It is equipped with a coil 20a. The axis of the coil 20a lies within the plane 23. This plane is parallel to, but spaced from, a second plane 24 containing the axis of the offset coil 20b. It can be seen that the axes of the adjacent coil 20a and the adjacent coil 20b are equidistant, and moreover, these axes are substantially perpendicular to the upper surface 13 and lower surface 22 of the spring-incorporated unit 10.

Although each coil 20a and 20b is shown with one and a half turns or spirals, this number can vary. Therefore, depending on the tensile strength of the wire and the method of shaping the coil to provide a spring force suitable for the particular application, it is possible to use more or fewer spirals.

Each row 12 is shaped the same way as adjacent rows, and each coil in each row 12 has the same shape as every other coil. Column 12
The distance between the axes of adjacent coils included in
It is the same as the spacing between adjacent coils included in adjacent columns.

In order to connect adjacent coil rows, Z-shaped segments 21, 21a that connect adjacent coil pairs included in each row are arranged so as to overlap with Z-shaped segments of adjacent coil rows. has been done. and these overlapping parts or areas 25, 27 of the Z-shaped segment.
are connected to each other by a helical wire connector 26. A first set of helical racewire connectors are disposed in the plane of the upper spring-loaded surface 13 and connect the overlapping portions 25, 27 of the upper Z-shaped interconnecting segment 21 to each other. Similarly,
A second set of helical racewire connectors (not shown) are in the plane of the lower spring-loaded surface 22;
It serves to connect the overlapping portions 25, 27 of the Z-shaped lower interconnecting segment 21a to each other. As is clear from the plan view in Figure 1,
Each helical racewire is approximately the same length as the row, and the helical racewire 26 extends parallel to the row.

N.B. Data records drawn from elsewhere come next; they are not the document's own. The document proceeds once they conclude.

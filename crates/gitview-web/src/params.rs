//! Page parameters carried in query strings.
//!
//! `r` repository, `h` object id, `f` path, `s` search term,
//! `st` search type and `pg` page number.

use gitview_types::SearchType;
use gitview_utils::encode_url;
use serde::Deserialize;

/// Query parameters shared by the repository pages.
#[derive(Debug, Clone, Default, PartialEq, Eq, Deserialize)]
pub struct PageParameters {
    /// Repository name.
    #[serde(default)]
    pub r: Option<String>,
    /// Object id or ref name.
    #[serde(default)]
    pub h: Option<String>,
    /// Path inside the repository.
    #[serde(default)]
    pub f: Option<String>,
    /// Search term.
    #[serde(default)]
    pub s: Option<String>,
    /// Search type.
    #[serde(default)]
    pub st: Option<String>,
    /// Page number, starting at 1.
    #[serde(default)]
    pub pg: Option<usize>,
}

fn non_empty(value: &Option<String>) -> Option<&str> {
    value.as_deref().map(str::trim).filter(|v| !v.is_empty())
}

impl PageParameters {
    /// Repository name, empty when missing.
    pub fn repository_name(&self) -> &str {
        non_empty(&self.r).unwrap_or_default()
    }

    /// Object id, if given.
    pub fn object(&self) -> Option<&str> {
        non_empty(&self.h)
    }

    /// Path, if given.
    pub fn path(&self) -> Option<&str> {
        non_empty(&self.f).map(|p| p.trim_matches('/'))
    }

    /// Search term, empty when missing.
    pub fn search_string(&self) -> &str {
        non_empty(&self.s).unwrap_or_default()
    }

    /// Search type, `commit` when missing or unknown.
    pub fn search_type(&self) -> SearchType {
        non_empty(&self.st)
            .and_then(SearchType::parse)
            .unwrap_or_default()
    }

    /// Page number, at least 1.
    pub fn page(&self) -> usize {
        self.pg.unwrap_or(1).max(1)
    }

    /// Parameters naming a repository.
    pub fn new_repository_parameter(repository: &str) -> Self {
        Self {
            r: Some(repository.to_string()),
            ..Default::default()
        }
    }

    /// Parameters naming an object in a repository.
    pub fn new_object_parameter(repository: &str, object_id: Option<&str>) -> Self {
        Self {
            h: object_id.filter(|id| !id.is_empty()).map(str::to_string),
            ..Self::new_repository_parameter(repository)
        }
    }

    /// Parameters naming a path at an object in a repository.
    pub fn new_path_parameter(repository: &str, object_id: Option<&str>, path: &str) -> Self {
        Self {
            f: Some(path.to_string()).filter(|p| !p.is_empty()),
            ..Self::new_object_parameter(repository, object_id)
        }
    }

    /// Parameters for a search.
    pub fn new_search_parameter(
        repository: &str,
        object_id: Option<&str>,
        search: &str,
        search_type: SearchType,
    ) -> Self {
        Self {
            s: Some(search.to_string()),
            st: Some(search_type.as_str().to_string()),
            ..Self::new_object_parameter(repository, object_id)
        }
    }

    /// Sets the page number.
    pub fn with_page(mut self, page: usize) -> Self {
        self.pg = Some(page);
        self
    }

    /// Encodes the parameters as a query string without the leading `?`.
    pub fn to_query(&self) -> String {
        let mut pairs = Vec::new();
        for (key, value) in [
            ("r", &self.r),
            ("h", &self.h),
            ("f", &self.f),
            ("s", &self.s),
            ("st", &self.st),
        ] {
            if let Some(value) = value {
                pairs.push(format!("{}={}", key, encode_param(value)));
            }
        }
        if let Some(page) = self.pg {
            pairs.push(format!("pg={}", page));
        }
        pairs.join("&")
    }

    /// Link to `path` carrying these parameters.
    pub fn href(&self, path: &str) -> String {
        let query = self.to_query();
        if query.is_empty() {
            path.to_string()
        } else {
            format!("{}?{}", path, query)
        }
    }
}

/// Escapes a query value: the query delimiters first, then slashes and spaces.
pub fn encode_param(value: &str) -> String {
    let mut escaped = String::with_capacity(value.len());
    for c in value.chars() {
        match c {
            '%' => escaped.push_str("%25"),
            '&' => escaped.push_str("%26"),
            '#' => escaped.push_str("%23"),
            '+' => escaped.push_str("%2B"),
            '=' => escaped.push_str("%3D"),
            '?' => escaped.push_str("%3F"),
            _ => escaped.push(c),
        }
    }
    encode_url(&escaped)
}
//! Escaping, padding and trimming helpers.

use regex::Regex;

use crate::{Result, StringError};

/// Length a short log message is trimmed to.
pub const SHORT_LOG_LENGTH: usize = 60;

const ELLIPSIS: &str = "...";

/// Returns true if the value is missing or contains only whitespace.
pub fn is_empty(value: Option<&str>) -> bool {
    value.is_none_or(is_blank)
}

/// Returns true if the value contains only whitespace.
pub fn is_blank(value: &str) -> bool {
    value.trim().is_empty()
}

/// Replaces CRLF, CR and LF line endings with `<br/>`.
pub fn break_lines_for_html(s: &str) -> String {
    s.replace("\r\n", "<br/>")
        .replace('\r', "<br/>")
        .replace('\n', "<br/>")
}

/// Escapes `&`, `<`, `>` and `"` for HTML.
///
/// With `change_space`, spaces become `&nbsp;` and tabs become
/// ` &nbsp; &nbsp;` so whitespace survives in rendered markup.
/// Already-escaped entities are escaped again.
pub fn escape_for_html(s: &str, change_space: bool) -> String {
    let mut out = String::with_capacity(s.len());
    for c in s.chars() {
        match c {
            '&' => out.push_str("&amp;"),
            '<' => out.push_str("&lt;"),
            '>' => out.push_str("&gt;"),
            '"' => out.push_str("&quot;"),
            ' ' if change_space => out.push_str("&nbsp;"),
            '\t' if change_space => out.push_str(" &nbsp; &nbsp;"),
            _ => out.push(c),
        }
    }
    out
}

/// Encodes `/` and space for use in a URL parameter value.
pub fn encode_url(s: &str) -> String {
    let mut out = String::with_capacity(s.len());
    for c in s.chars() {
        match c {
            '/' => out.push_str("%2F"),
            ' ' => out.push_str("%20"),
            _ => out.push(c),
        }
    }
    out
}

/// Joins values with a single space.
pub fn flatten_strings_default<S: AsRef<str>>(values: &[S]) -> String {
    flatten_strings(values, " ")
}

/// Joins values with `separator`, trimming surrounding whitespace.
pub fn flatten_strings<S: AsRef<str>>(values: &[S], separator: &str) -> String {
    let mut out = String::new();
    for value in values {
        out.push_str(value.as_ref());
        out.push_str(separator);
    }
    out.trim().to_string()
}

/// Truncates `value` to `max` characters, ending in `...` when shortened.
pub fn trim_string(value: &str, max: usize) -> String {
    if value.chars().count() <= max {
        return value.to_string();
    }
    if max < ELLIPSIS.len() {
        return ELLIPSIS[..max].to_string();
    }
    let mut out: String = value.chars().take(max - ELLIPSIS.len()).collect();
    out.push_str(ELLIPSIS);
    out
}

/// Trims a commit's short message for log listings.
pub fn trim_short_log(s: &str) -> String {
    trim_string(s, SHORT_LOG_LENGTH)
}

/// Left-pads `input` with `pad` to `length` characters.
pub fn left_pad(input: &str, length: usize, pad: char) -> String {
    let count = input.chars().count();
    if count >= length {
        return input.to_string();
    }
    let mut out: String = std::iter::repeat_n(pad, length - count).collect();
    out.push_str(input);
    out
}

/// Right-pads `input` with `pad` to `length` characters.
pub fn right_pad(input: &str, length: usize, pad: char) -> String {
    let count = input.chars().count();
    if count >= length {
        return input.to_string();
    }
    let mut out = String::with_capacity(length);
    out.push_str(input);
    out.extend(std::iter::repeat_n(pad, length - count));
    out
}

/// Returns the parent portion of a `/`-separated path, or an empty string.
pub fn get_root_path(path: &str) -> &str {
    match path.rfind('/') {
        Some(idx) => &path[..idx],
        None => "",
    }
}

/// Returns `full_path` relative to `base_path` with `/` separators.
///
/// A full path outside the base is returned normalised but otherwise intact.
pub fn get_relative_path(base_path: &str, full_path: &str) -> String {
    let relative = full_path
        .strip_prefix(base_path)
        .unwrap_or(full_path)
        .replace('\\', "/");
    match relative.strip_prefix('/') {
        Some(stripped) => stripped.to_string(),
        None => relative,
    }
}

/// Splits on single spaces, dropping empty chunks.
pub fn get_strings_from_value_default(value: &str) -> Vec<String> {
    split_trimmed(value, " ")
}

/// Splits `value` on the `separator` regular expression.
///
/// Chunks are trimmed and empty chunks dropped.
pub fn get_strings_from_value(value: &str, separator: &str) -> Result<Vec<String>> {
    let re = Regex::new(separator).map_err(|source| StringError::InvalidPattern {
        pattern: separator.to_string(),
        source,
    })?;
    Ok(re
        .split(value)
        .map(str::trim)
        .filter(|chunk| !chunk.is_empty())
        .map(String::from)
        .collect())
}

fn split_trimmed(value: &str, separator: &str) -> Vec<String> {
    value
        .split(separator)
        .map(str::trim)
        .filter(|chunk| !chunk.is_empty())
        .map(String::from)
        .collect()
}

Assembling the helical racewire into successive rows of coils can be performed by an assembly machine. In such machines, adjacent Z-shaped segment portions 25, 27 are placed in overlapping relationship and the helical racewire is then rotated or twisted to form Z-shaped segments 21, 21a.
The upper and lower surfaces of adjacent rows of coils are positioned such that they are assembled into overlapping portions 30 of the coils. After threading the helical racewire through the Z-shaped segment, the connected row of adjacent coils is indexed forward and the new pair of upper and lower racewires is threaded through the subsequent row of coils. Ru. This operation is repeated along the desired length of pine tress, after which the spring assembly is removed from the machine.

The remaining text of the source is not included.